Rosenstein Still Standing Despite Conservative Push to Impeach

(Bloomberg) -- House Speaker Paul Ryan said Thursday he doesn’t support the effort to impeach Deputy Attorney General Rod Rosenstein by a group of conservative Republicans who filed articles of impeachment the previous night.

“Do I support impeachment of Rod Rosenstein? No, I do not,” Ryan told reporters at his weekly news conference. “I don’t think this rises to high crimes and misdemeanors; that’s a very high standard.”

The move by the conservatives, some of President Donald Trump’s most loyal allies in the U.S. House, is based on what they consider months of stonewalling of congressional demands for documents and other material about the investigation of Russian election-meddling and potential involvement by the president’s campaign.

Ryan of Wisconsin said, though, that the Justice Department has been complying with document requests.

If the House were to pass impeachment articles, "this would tie the Senate into knots” when members need to be acting on other matters, Ryan said.

Rosenstein has outlasted months of threats of impeachment or other punitive action, and some lawmakers are predicting he’s in the clear at least for now.

Ryan Opposes Rosenstein Impeachment Bid Launched by House GOP

A summer legislative recess and the election-year calendar is likely to protect Rosenstein from facing the impeachment sought by the conservative Republicans.

“I just don’t see that happening,” GOP Representative Dennis Ross of Florida said. He and other House and Senate Republicans say they see no enthusiasm for taking definitive action against the No. 2 official at the Justice Department -- either now or nearer to the November election.

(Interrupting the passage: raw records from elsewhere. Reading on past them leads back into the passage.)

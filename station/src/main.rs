use anyhow::Context;
use bridge::server::StationBridge;
use bridge::state::{read_state, sweep_config, write_state, SharedState, StationState};
use clap::Parser;
use dispatch::config::StationConfig;
use generator::sweep::SweepGenerator;
use log::info;
use sondecore::geo::{compute_look_angle, GeodeticPoint};
use sondecore::tasks::{FrequencyPicker, TaskListReconciler};
use std::net::SocketAddr;
use std::path::PathBuf;
use std::time::{Duration, SystemTime, UNIX_EPOCH};
use tokio::runtime::Builder as TokioBuilder;
use tokio::signal;

mod bridge;
mod dispatch;
mod generator;

#[derive(Parser)]
#[command(author, version, about = "Radiosonde station emulator for the dashboard")]
struct Args {
    /// Load a station config from YAML
    #[arg(long)]
    config: Option<PathBuf>,
    #[arg(long, default_value_t = 2)]
    sdrs: usize,
    /// Enable web control with this password
    #[arg(long)]
    password: Option<String>,
    #[arg(long, default_value_t = 0)]
    seed: u64,
    /// Print the reconciled task panel and one scan summary, then exit
    #[arg(long, default_value_t = false)]
    offline: bool,
    /// Serve the station API until Ctrl+C
    #[arg(long, default_value_t = false)]
    serve: bool,
}

fn sweep_timestamp() -> String {
    let elapsed = SystemTime::now()
        .duration_since(UNIX_EPOCH)
        .unwrap_or_default();
    format!("{}.{:03}", elapsed.as_secs(), elapsed.subsec_millis())
}

fn print_offline_report(state: &SharedState) -> anyhow::Result<()> {
    let body = serde_json::to_string(&read_state(state).table.task_list())
        .context("serializing task list")?;
    let mut reconciler = TaskListReconciler::default();
    let reconciled = reconciler
        .ingest(&body)
        .context("reconciling emulated task list")?;
    let mut picker = FrequencyPicker::new();
    picker.rebuild(&reconciled.snapshot);

    println!("Task panel ({} tasks):", reconciled.view.lines().len());
    for line in reconciled.view.lines() {
        println!("  {} {}", line.glyph, line.label);
    }
    let options: Vec<String> = picker.options().iter().map(|o| o.label.clone()).collect();
    println!("Stop-decoder options: {}", options.join(", "));

    let guard = read_state(state);
    println!(
        "Scan {}: {} bins, noise floor {:.2} dB, peaks {:?}",
        guard.scan.timestamp,
        guard.scan.freq.len(),
        guard.scan.threshold,
        guard.scan.peak_freq
    );

    // A target 0.1° north of the station at 10 km, as a sanity check of the
    // configured position.
    let observer = guard.settings.observer();
    let probe = GeodeticPoint::new(
        observer.latitude + 0.1,
        observer.longitude,
        observer.altitude + 10_000.0,
    );
    let look = compute_look_angle(observer, probe);
    println!(
        "Sample look angle: elevation {:.1}°, azimuth {:.1}° ({}), range {:.0} m",
        look.elevation, look.azimuth, look.bearing, look.range
    );
    Ok(())
}

async fn run_station(
    bridge: StationBridge,
    state: SharedState,
    mut generator: SweepGenerator,
    address: SocketAddr,
    scan_interval: Duration,
) -> anyhow::Result<()> {
    let housekeeping_state = state.clone();
    tokio::spawn(async move {
        let mut housekeeping = tokio::time::interval(Duration::from_secs(2));
        let mut scan = tokio::time::interval(scan_interval);
        loop {
            tokio::select! {
                _ = housekeeping.tick() => {
                    write_state(&housekeeping_state).table.housekeeping();
                }
                _ = scan.tick() => {
                    let refreshed = write_state(&housekeeping_state)
                        .refresh_scan(&mut generator, sweep_timestamp());
                    if refreshed {
                        info!("published new scan result");
                    }
                }
            }
        }
    });

    bridge.publish_status("HTTP bridge running (Ctrl+C to stop)...");
    tokio::select! {
        _ = bridge.serve(address) => {}
        result = signal::ctrl_c() => {
            result.context("awaiting Ctrl+C to exit")?;
            bridge.publish_status("shutting down");
        }
    }
    Ok(())
}

fn main() -> anyhow::Result<()> {
    env_logger::init();
    let args = Args::parse();

    let config = if let Some(path) = args.config {
        StationConfig::load(path)?
    } else {
        StationConfig::from_args(args.sdrs, args.password, args.seed)
    };
    config.validate()?;

    let state = StationState::new(&config).shared();
    let mut generator = SweepGenerator::new(sweep_config(&config), config.seed);
    {
        let mut guard = write_state(&state);
        guard.table.housekeeping();
        guard.refresh_scan(&mut generator, sweep_timestamp());
    }

    if args.offline {
        print_offline_report(&state)?;
    }

    if args.serve {
        let address = SocketAddr::from(([127, 0, 0, 1], config.port));
        let bridge = StationBridge::new(state.clone());
        let runtime = TokioBuilder::new_multi_thread()
            .enable_all()
            .build()
            .context("creating runtime for the station API")?;
        runtime.block_on(run_station(
            bridge,
            state,
            generator,
            address,
            Duration::from_secs(config.scan_interval_secs.max(1)),
        ))?;
    }

    Ok(())
}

Republican Senator Lindsey Graham of South Carolina also dismissed the possibility, saying it’s “more likely" he’d end up "in the NBA playing basketball” than Rosenstein is to to be impeached.

No Immediate Vote

The impeachment resolution was filed by conservative Representatives Mark Meadows and Jim Jordan and co-signed by nine colleagues. The group, however, stopped short of using a legislative maneuver that would have forced a vote before the chamber begins a five-week recess Thursday. On Thursday, Jordan announced he would run to replace Ryan, who isn’t running for re-election, as speaker.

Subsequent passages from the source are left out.